The authors note that patients with CML with clonal hematopoiesis responded well to TKI therapy and maintained durable responses. Larger studies with longer follow-up will be needed to confirm this finding, and possibly to address whether clonal hematopoiesis is prognostic for patients with CML who discontinue TKI therapy. This study was not designed to determine whether CML arises from antecedent CHIP in some patients, but the data strongly suggest this does occur.
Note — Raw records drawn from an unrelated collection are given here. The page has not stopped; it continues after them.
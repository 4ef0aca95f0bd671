// SPDX-License-Identifier: Apache-2.0
// Copyright Open Network Fabric Authors

//! Wire shapes of item payloads and action configurations.
//!
//! Each shape is a protobuf message (so it can be packed into a `google.protobuf.Any` for the
//! flow service) which is also decodable from the JSON/YAML rule description.
//! Several item / action types share one shape (see [`crate::item::ItemType::shape`] and
//! [`crate::action::ActionType::shape`]).
//!
//! Numeric fields are wider than their protocol counterparts (`u32` for 8 and 16
//! bit header fields) so that out of range values reach the field validator, which rejects them
//! with a meaningful error.

use prost::Message;

use crate::decode::DecodeError;

/// Protobuf package of the flow service messages.
pub const PROTO_PACKAGE: &str = "flow";

const TYPE_URL_PREFIX: &str = "type.googleapis.com/";

/// Pack a message as a `google.protobuf.Any`.
pub(crate) fn pack<M: Message>(message_name: &str, msg: &M) -> prost_types::Any {
    prost_types::Any {
        type_url: format!("{TYPE_URL_PREFIX}{message_name}"),
        value: msg.encode_to_vec(),
    }
}

pub(crate) fn from_json<T: serde::de::DeserializeOwned>(
    raw: &serde_json::Value,
) -> Result<T, DecodeError> {
    T::deserialize(raw).map_err(|e| DecodeError::Json(e.to_string()))
}

/// Generates, for a list of `Variant(WireType) = "proto.Name"` entries:
/// * a fieldless shape enum (the registry entry),
/// * a payload enum holding decoded values (the tagged union carried through validation),
/// * decode / pack / validate dispatch between the two.
///
/// An entry may name a bespoke decoder with `via path::to::decoder` when the JSON form differs
/// from the wire form.
macro_rules! wire_shapes {
    (
        $(#[$shape_meta:meta])*
        shape $shape:ident;
        $(#[$payload_meta:meta])*
        payload $payload:ident;
        {
            $( $variant:ident($wire:ty) = $proto:literal $(via $decoder:path)? ),+ $(,)?
        }
    ) => {
        $(#[$shape_meta])*
        #[derive(Debug, Clone, Copy, PartialEq, Eq, Hash)]
        pub enum $shape {
            $( $variant ),+
        }

        $(#[$payload_meta])*
        #[derive(Debug, Clone, PartialEq)]
        pub enum $payload {
            $( $variant($wire) ),+
        }

        impl $shape {
            /// Fully qualified protobuf message name of the shape.
            #[must_use]
            pub const fn message_name(self) -> &'static str {
                match self {
                    $( $shape::$variant => $proto ),+
                }
            }

            /// Whether field level validation is implemented for the shape.
            #[must_use]
            pub const fn is_strict(self) -> bool {
                match self {
                    $( $shape::$variant => <$wire as $crate::field::FieldCheck>::STRICT ),+
                }
            }

            /// Decode a raw JSON payload into the shape.
            ///
            /// # Errors
            ///
            /// Fails if the JSON does not fit the shape.
            pub fn decode(self, raw: &serde_json::Value) -> Result<$payload, DecodeError> {
                match self {
                    $( $shape::$variant => {
                        wire_shapes!(@decoder $wire $(, $decoder)?)(raw).map($payload::$variant)
                    } ),+
                }
            }
        }

        impl $payload {
            #[must_use]
            pub const fn shape(&self) -> $shape {
                match self {
                    $( $payload::$variant(_) => $shape::$variant ),+
                }
            }

            /// Pack the payload as a `google.protobuf.Any`.
            #[must_use]
            pub fn to_any(&self) -> prost_types::Any {
                match self {
                    $( $payload::$variant(msg) => $crate::wire::pack($proto, msg) ),+
                }
            }

            /// Validate `self` in the given role against `spec`.
            ///
            /// # Errors
            ///
            /// Returns the first field constraint that does not hold.
            pub fn validate(&self, spec: &$payload, role: Role) -> Result<(), FieldError> {
                match (self, spec) {
                    $( ($payload::$variant(candidate), $payload::$variant(spec)) => {
                        candidate.validate(spec, role)
                    } )+
                    #[allow(unreachable_patterns)]
                    _ => Err(FieldError::ShapeMismatch {
                        expected: spec.shape().message_name(),
                        found: self.shape().message_name(),
                    }),
                }
            }
        }
    };
    (@decoder $wire:ty) => {
        $crate::wire::from_json::<$wire>
    };
    (@decoder $wire:ty, $decoder:path) => {
        $decoder
    };
}

pub mod action;
pub mod item;

pub use action::{ActionConf, ActionShape};
pub use item::{ItemShape, ItemSpec};
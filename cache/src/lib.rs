// SPDX-License-Identifier: Apache-2.0
// Copyright Open Network Fabric Authors

#![forbid(unsafe_code)]
#![deny(clippy::all, clippy::pedantic)]
#![deny(clippy::unwrap_used, clippy::expect_used, clippy::panic)]

//! Record of the flow rules a node agent has installed.

mod fingerprint;
mod store;

pub use fingerprint::{Fingerprint, fingerprint};
pub use store::{FlowCache, FlowRecord};
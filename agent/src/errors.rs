// SPDX-License-Identifier: Apache-2.0
// Copyright Open Network Fabric Authors

use std::path::PathBuf;

use cluster::TranslateError;
use rpc::RpcError;
use rte::FlowError;

use crate::vf::VfError;

#[derive(Debug, thiserror::Error)]
pub(crate) enum AgentError {
    #[error("cannot read {}: {source}", path.display())]
    Io {
        path: PathBuf,
        source: std::io::Error,
    },
    #[error("cannot parse {}: {source}", path.display())]
    Parse {
        path: PathBuf,
        source: serde_yaml_ng::Error,
    },
    #[error("rule {index}: {source}")]
    Flow { index: usize, source: FlowError },
    #[error("cluster rule {index}: {source}")]
    ClusterRule {
        index: usize,
        source: TranslateError,
    },
    #[error("rule {index}: {source}")]
    Vf { index: usize, source: VfError },
    #[error("rule {index}: no port {port_id} on the flow service")]
    UnknownPort { index: usize, port_id: u32 },
    #[error("rule file is for node '{found}', this is node '{expected}'")]
    WrongNode { expected: String, found: String },
    #[error(transparent)]
    Translate(#[from] TranslateError),
    #[error(transparent)]
    Rpc(#[from] RpcError),
    #[error("invalid tracing configuration: {0}")]
    Tracing(String),
}
// SPDX-License-Identifier: Apache-2.0
// Copyright Open Network Fabric Authors

//! The parts of a pod the translation looks at.

use std::collections::BTreeMap;

use serde::{Deserialize, Serialize};

use crate::TranslateError;
use crate::network_status::{self, NETWORK_STATUS_ANNOTATION, NetworkStatus};

#[derive(Debug, Clone, PartialEq, Eq, Default, Serialize, Deserialize)]
#[serde(rename_all = "camelCase", default)]
pub struct Pod {
    pub name: String,
    pub namespace: String,
    /// Unset until the pod is scheduled.
    #[serde(skip_serializing_if = "Option::is_none")]
    pub node_name: Option<String>,
    pub labels: BTreeMap<String, String>,
    pub annotations: BTreeMap<String, String>,
}

impl Pod {
    /// `namespace/name`.
    #[must_use]
    pub fn key(&self) -> String {
        format!("{}/{}", self.namespace, self.name)
    }

    /// The network attachments of the pod.
    ///
    /// # Errors
    ///
    /// Fails if the annotation is missing or does not parse.
    pub fn network_status(&self) -> Result<Vec<NetworkStatus>, TranslateError> {
        let value = self.annotations.get(NETWORK_STATUS_ANNOTATION).ok_or_else(|| {
            TranslateError::MissingAnnotation { pod: self.key() }
        })?;
        network_status::parse(value).map_err(|e| TranslateError::BadAnnotation {
            pod: self.key(),
            reason: e.to_string(),
        })
    }
}

/// Equality based label selector.
#[derive(Debug, Clone, PartialEq, Eq, Default, Serialize, Deserialize)]
#[serde(rename_all = "camelCase", default)]
pub struct LabelSelector {
    pub match_labels: BTreeMap<String, String>,
}

impl LabelSelector {
    /// An empty selector matches every pod.
    #[must_use]
    pub fn matches(&self, labels: &BTreeMap<String, String>) -> bool {
        self.match_labels
            .iter()
            .all(|(k, v)| labels.get(k) == Some(v))
    }
}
This study also provides additional evidence suggesting BCR/ABL may not be sufficient on its own to induce CML in all patients. Certain antecedent mutations associated with CHIP may create a state of “fitness” that makes it more likely that BCR/ABL will move a cell forward to clinically recognizable CML. Identifying the full complement of genetic events that cooperate with BCR/ABL, using more unbiased sequencing approaches (eg, exome or whole genome sequencing), could nominate novel genetic dependencies that cooperate with BCR/ABL to induce CML.
Conflict-of-interest disclosure: The author declares no competing financial interests.